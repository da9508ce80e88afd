//! TUI reducer (update function).
//!
//! All state mutations happen here. The runtime calls `update(app, event)`
//! and executes the returned effects. Events arrive one at a time, in
//! dispatch order, which makes this the single serialized owner of buffer,
//! caret and run-state mutations.

use crossterm::event::{Event, MouseEventKind};

use crate::events::UiEvent;
use crate::effects::UiEffect;
use crate::features::editor;
use crate::overlays::{ExamplePickerState, Overlay, PickerAction};
use crate::render;
use crate::state::AppState;

/// Rows scrolled per mouse-wheel notch.
const WHEEL_SCROLL_ROWS: isize = 3;

/// The main reducer function.
pub fn update(app: &mut AppState, event: UiEvent) -> Vec<UiEffect> {
    match event {
        UiEvent::Tick => vec![],
        UiEvent::Frame { width: _, height } => {
            let text_height = render::editor_text_height(height);
            app.tui.editor.set_viewport_height(text_height as usize);
            vec![]
        }
        UiEvent::Terminal(term_event) => handle_terminal_event(app, term_event),
        UiEvent::RunFinished { seq, result } => {
            // Newest-issued-wins: a superseded run's response is discarded
            // here instead of overwriting fresher state.
            if !app.tui.output.finish(seq, result) {
                tracing::debug!(?seq, "discarded stale run response");
            }
            vec![]
        }
    }
}

fn handle_terminal_event(app: &mut AppState, event: Event) -> Vec<UiEffect> {
    match event {
        Event::Key(key) => {
            if let Some(Overlay::ExamplePicker(picker)) = app.overlay.as_mut() {
                match picker.handle_key(app.tui.catalog.len(), key) {
                    PickerAction::None => {}
                    PickerAction::Close => app.overlay = None,
                    PickerAction::Accept(i) => {
                        if let Some(example) = app.tui.catalog.get(i) {
                            app.tui.editor.load_text(&example.code);
                        }
                        app.overlay = None;
                    }
                }
                return vec![];
            }

            let outcome = editor::update::handle_main_key(
                &mut app.tui.editor,
                &mut app.tui.output,
                key,
            );
            if outcome.open_picker {
                app.overlay = Some(Overlay::ExamplePicker(ExamplePickerState::default()));
            }
            outcome.effects
        }
        Event::Mouse(mouse) => {
            match mouse.kind {
                MouseEventKind::ScrollUp => app.tui.editor.scroll_by(-WHEEL_SCROLL_ROWS),
                MouseEventKind::ScrollDown => app.tui.editor.scroll_by(WHEEL_SCROLL_ROWS),
                _ => {}
            }
            vec![]
        }
        Event::Paste(text) => {
            if app.overlay.is_none() {
                // Terminals deliver CRLF line endings in bracketed paste.
                let normalized = text.replace("\r\n", "\n").replace('\r', "\n");
                app.tui.editor.buffer.insert_str(&normalized);
                app.tui.editor.ensure_cursor_visible();
            }
            vec![]
        }
        // Resize is picked up by the next Frame event.
        _ => vec![],
    }
}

## [TRY IT]
Line count for the word "mutations": tally the lines of the records above that hold it and give only that figure.

## [RESPONSE]
2